Med Page Today ArticleBeing a board certified internist, cardiologist and anti-aging medical specialist places me in a prime position to comment on this very topic. Due to negative press about "steroids and sports", both physicians and the lay public have been confused about a therapy that has withstood an incredible amount of scrutiny over the years. I have been practicing both invasive and non-invasive cardiology since 1986 with a huge emphasis on prevention, by dint of a healthy diet, appropriate supplementation, exercise and stress management. In 2000, I incorporated an anti-aging aspect into my practice and have treated countless men and women with bio-identical hormone replacement. Although hormone replacement therapy remains a personal choice, those of us practicing longevity medicine generally support the use of supplemental hormones on carefully selected patients.
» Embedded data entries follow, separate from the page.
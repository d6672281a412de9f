pub mod access_jwt;
pub mod authorizer;
pub mod context;
pub mod factory;
pub mod identity;
pub mod policy;

pub use access_jwt::{Authenticator, JwtAuthenticator};
pub use authorizer::Authorizer;
pub use context::RequestContext;
pub use factory::{build_authenticator, build_authorizer, build_policy_store};
pub use identity::{AccessToken, Realm};
pub use policy::RbacPolicyStore;
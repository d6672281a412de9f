//! In-memory `MovieRepo` used by handler and router tests.

use std::collections::HashMap;
use std::sync::Arc;

use async_trait::async_trait;
use chrono::Utc;
use tokio::sync::RwLock;
use uuid::Uuid;

use crate::repos::error::RepoError;
use crate::repos::movie_repo::{MovieFields, MovieRepo, MovieRow};

#[derive(Clone, Debug, Default)]
pub struct MemoryMovieRepo {
    rows: Arc<RwLock<HashMap<Uuid, MovieRow>>>,
}

impl MemoryMovieRepo {
    pub fn new() -> Self {
        Self::default()
    }
}

#[async_trait]
impl MovieRepo for MemoryMovieRepo {
    async fn ping(&self) -> Result<(), RepoError> {
        Ok(())
    }

    async fn list(&self) -> Result<Vec<MovieRow>, RepoError> {
        let rows = self.rows.read().await;
        let mut res: Vec<MovieRow> = rows.values().cloned().collect();
        res.sort_by(|a, b| a.released.cmp(&b.released).then_with(|| a.title.cmp(&b.title)));
        Ok(res)
    }

    async fn create(&self, fields: MovieFields, username: &str) -> Result<MovieRow, RepoError> {
        let mut rows = self.rows.write().await;
        ensure_unique(&rows, &fields, None)?;

        let now = Utc::now();
        let row = MovieRow {
            id: Uuid::new_v4(),
            title: fields.title,
            rated: fields.rated,
            released: fields.released,
            run_time: fields.run_time,
            director: fields.director,
            writer: fields.writer,
            create_user: username.to_owned(),
            created_at: now,
            update_user: username.to_owned(),
            updated_at: now,
        };
        rows.insert(row.id, row.clone());

        Ok(row)
    }

    async fn get(&self, id: Uuid) -> Result<Option<MovieRow>, RepoError> {
        Ok(self.rows.read().await.get(&id).cloned())
    }

    async fn update(
        &self,
        id: Uuid,
        fields: MovieFields,
        username: &str,
    ) -> Result<Option<MovieRow>, RepoError> {
        let mut rows = self.rows.write().await;
        if !rows.contains_key(&id) {
            return Ok(None);
        }
        ensure_unique(&rows, &fields, Some(id))?;

        let Some(row) = rows.get_mut(&id) else {
            return Ok(None);
        };
        row.title = fields.title;
        row.rated = fields.rated;
        row.released = fields.released;
        row.run_time = fields.run_time;
        row.director = fields.director;
        row.writer = fields.writer;
        row.update_user = username.to_owned();
        row.updated_at = Utc::now();

        Ok(Some(row.clone()))
    }

    async fn delete(&self, id: Uuid) -> Result<Option<MovieRow>, RepoError> {
        Ok(self.rows.write().await.remove(&id))
    }
}

// Same rule as the movies_title_released_key constraint.
fn ensure_unique(
    rows: &HashMap<Uuid, MovieRow>,
    fields: &MovieFields,
    except: Option<Uuid>,
) -> Result<(), RepoError> {
    let taken = rows.values().any(|row| {
        Some(row.id) != except && row.title == fields.title && row.released == fields.released
    });

    if taken {
        return Err(RepoError::Conflict {
            title: fields.title.clone(),
            released: fields.released,
        });
    }
    Ok(())
}

#[cfg(test)]
mod tests {
    use chrono::NaiveDate;

    use super::*;
    use crate::error::{Error, Kind};

    fn fields(title: &str) -> MovieFields {
        MovieFields {
            title: title.to_owned(),
            rated: "R".to_owned(),
            released: NaiveDate::from_ymd_opt(1999, 3, 31).unwrap(),
            run_time: 136,
            director: "Lana Wachowski".to_owned(),
            writer: "Lilly Wachowski".to_owned(),
        }
    }

    #[tokio::test]
    async fn create_then_get() {
        let repo = MemoryMovieRepo::new();
        let row = repo.create(fields("The Matrix"), "root@example.com").await.unwrap();

        let got = repo.get(row.id).await.unwrap().unwrap();
        assert_eq!(got, row);
        assert_eq!(got.create_user, "root@example.com");
    }

    #[tokio::test]
    async fn duplicate_title_and_release_is_a_conflict() {
        let repo = MemoryMovieRepo::new();
        repo.create(fields("The Matrix"), "root@example.com").await.unwrap();

        let err = repo
            .create(fields("The Matrix"), "root@example.com")
            .await
            .unwrap_err();
        assert_eq!(Error::from(err).kind(), Kind::Exist);
    }

    #[tokio::test]
    async fn update_stamps_the_acting_user() {
        let repo = MemoryMovieRepo::new();
        let row = repo.create(fields("The Matrix"), "root@example.com").await.unwrap();

        let mut changed = fields("The Matrix");
        changed.rated = "PG-13".to_owned();
        let updated = repo
            .update(row.id, changed, "ops@example.com")
            .await
            .unwrap()
            .unwrap();

        assert_eq!(updated.rated, "PG-13");
        assert_eq!(updated.create_user, "root@example.com");
        assert_eq!(updated.update_user, "ops@example.com");
    }

    #[tokio::test]
    async fn update_cannot_collide_with_another_movie() {
        let repo = MemoryMovieRepo::new();
        repo.create(fields("The Matrix"), "root@example.com").await.unwrap();
        let other = repo.create(fields("Bound"), "root@example.com").await.unwrap();

        let err = repo
            .update(other.id, fields("The Matrix"), "root@example.com")
            .await
            .unwrap_err();
        assert!(matches!(err, RepoError::Conflict { .. }));
    }

    #[tokio::test]
    async fn missing_rows() {
        let repo = MemoryMovieRepo::new();
        let id = Uuid::new_v4();

        assert!(repo.get(id).await.unwrap().is_none());
        assert!(repo.update(id, fields("x"), "u").await.unwrap().is_none());
        assert!(repo.delete(id).await.unwrap().is_none());
    }

    #[tokio::test]
    async fn list_is_ordered_by_release() {
        let repo = MemoryMovieRepo::new();
        let mut late = fields("Jupiter Ascending");
        late.released = NaiveDate::from_ymd_opt(2015, 2, 6).unwrap();
        repo.create(late, "u").await.unwrap();
        repo.create(fields("The Matrix"), "u").await.unwrap();

        let titles: Vec<String> = repo.list().await.unwrap().into_iter().map(|m| m.title).collect();
        assert_eq!(titles, vec!["The Matrix", "Jupiter Ascending"]);
    }
}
This is totally due to the many health benefits conferred by such therapy. Fortunately, due to our fellowship training and our board certification process, we have been well-trained as to both initiate therapy and to monitor our patients on an ongoing basis.
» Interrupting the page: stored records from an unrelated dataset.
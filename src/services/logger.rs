//! Runtime control of the log filter.
//!
//! The `EnvFilter` is installed behind a `reload` layer (see `app::init_tracing`), so the
//! directives can be read and replaced while the server is running.

use tracing_subscriber::{EnvFilter, Registry, reload};

use crate::error::{Error, Kind};

pub type FilterHandle = reload::Handle<EnvFilter, Registry>;

#[derive(Clone)]
pub struct LogControl {
    handle: FilterHandle,
}

impl std::fmt::Debug for LogControl {
    fn fmt(&self, f: &mut std::fmt::Formatter<'_>) -> std::fmt::Result {
        f.debug_struct("LogControl").finish_non_exhaustive()
    }
}

impl LogControl {
    pub fn new(handle: FilterHandle) -> Self {
        Self { handle }
    }

    /// Current filter directives, e.g. `info,tower_http=info`.
    pub fn current(&self) -> Result<String, Error> {
        self.handle
            .with_current(|filter| filter.to_string())
            .map_err(|e| Error::wrap_with(Kind::Internal, "log filter unavailable", e))
    }

    /// Replace the filter with `directives` and return the filter now in effect.
    pub fn update(&self, directives: &str) -> Result<String, Error> {
        let filter = EnvFilter::try_new(directives).map_err(|e| {
            Error::wrap_with(Kind::Invalid, "invalid log filter directives", e)
                .with_param("field", "filter")
        })?;

        self.handle
            .reload(filter)
            .map_err(|e| Error::wrap_with(Kind::Internal, "log filter unavailable", e))?;

        let current = self.current()?;
        tracing::info!(filter = %current, "log filter updated");
        Ok(current)
    }
}
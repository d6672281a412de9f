//! `Json<T>` whose rejections come back in the API's error format.
//!
//! axum's own `JsonRejection` renders as plain text with a 400/415/422; here every body
//! problem is `Kind::Invalid`.

use axum::Json;
use axum::extract::{FromRequest, Request, rejection::JsonRejection};
use serde::de::DeserializeOwned;

use crate::error::{Error, Kind};

pub struct JsonBody<T>(pub T);

impl<T, S> FromRequest<S> for JsonBody<T>
where
    T: DeserializeOwned,
    S: Send + Sync,
{
    type Rejection = Error;

    async fn from_request(req: Request, state: &S) -> Result<Self, Self::Rejection> {
        match Json::<T>::from_request(req, state).await {
            Ok(Json(value)) => Ok(Self(value)),
            Err(rejection) => Err(rejected(rejection)),
        }
    }
}

fn rejected(rejection: JsonRejection) -> Error {
    let message = match &rejection {
        JsonRejection::MissingJsonContentType(_) => "expected Content-Type: application/json",
        JsonRejection::JsonSyntaxError(_) => "request body is not valid JSON",
        JsonRejection::JsonDataError(_) => "request body does not match the expected shape",
        _ => "could not read request body",
    };
    Error::wrap_with(Kind::Invalid, message, rejection)
}

#[cfg(test)]
mod tests {
    use axum::body::Body;
    use axum::http::{self, header};
    use serde::Deserialize;

    use super::*;

    #[derive(Debug, Deserialize)]
    struct Payload {
        filter: String,
    }

    fn request(content_type: Option<&str>, body: &'static str) -> Request {
        let mut builder = http::Request::builder().method("PUT").uri("/");
        if let Some(ct) = content_type {
            builder = builder.header(header::CONTENT_TYPE, ct);
        }
        builder.body(Body::from(body)).unwrap()
    }

    #[tokio::test]
    async fn accepts_json() {
        let JsonBody(p) = JsonBody::<Payload>::from_request(
            request(Some("application/json"), r#"{"filter":"debug"}"#),
            &(),
        )
        .await
        .unwrap();
        assert_eq!(p.filter, "debug");
    }

    #[tokio::test]
    async fn syntax_error_is_invalid() {
        let err = JsonBody::<Payload>::from_request(request(Some("application/json"), "{"), &())
            .await
            .err()
            .unwrap();
        assert_eq!(err.kind(), Kind::Invalid);
        assert_eq!(err.message(), "request body is not valid JSON");
    }

    #[tokio::test]
    async fn wrong_shape_is_invalid() {
        let err = JsonBody::<Payload>::from_request(
            request(Some("application/json"), r#"{"level":1}"#),
            &(),
        )
        .await
        .err()
        .unwrap();
        assert_eq!(err.kind(), Kind::Invalid);
    }

    #[tokio::test]
    async fn missing_content_type_is_invalid() {
        let err = JsonBody::<Payload>::from_request(request(None, r#"{"filter":"x"}"#), &())
            .await
            .err()
            .unwrap();
        assert_eq!(err.kind(), Kind::Invalid);
    }
}
/*
 * Responsibility
 * - GET /logger: 現在の log filter
 * - PUT /logger: log filter の差し替え (不正な directive は 400)
 */
use axum::{Json, extract::State};

use crate::{
    api::v1::{
        dto::logger::{LoggerRequest, LoggerResponse},
        extractors::JsonBody,
    },
    error::Error,
    state::AppState,
};

pub async fn read_logger(State(state): State<AppState>) -> Result<Json<LoggerResponse>, Error> {
    let filter = state.log_control.current()?;
    Ok(Json(LoggerResponse { filter }))
}

pub async fn update_logger(
    State(state): State<AppState>,
    JsonBody(req): JsonBody<LoggerRequest>,
) -> Result<Json<LoggerResponse>, Error> {
    let filter = state.log_control.update(&req.filter)?;
    Ok(Json(LoggerResponse { filter }))
}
Space does not permit me to give a truly comprehensive review of the medical literature on the association between LOW testosterone and increased risk of heart disease, but please note the following:
* Men with coronary heart disease had a significantly lower total testosterone and free testosterone 
* Men with low testosterone levels have an increased mortality due to heart disease. [2, 3]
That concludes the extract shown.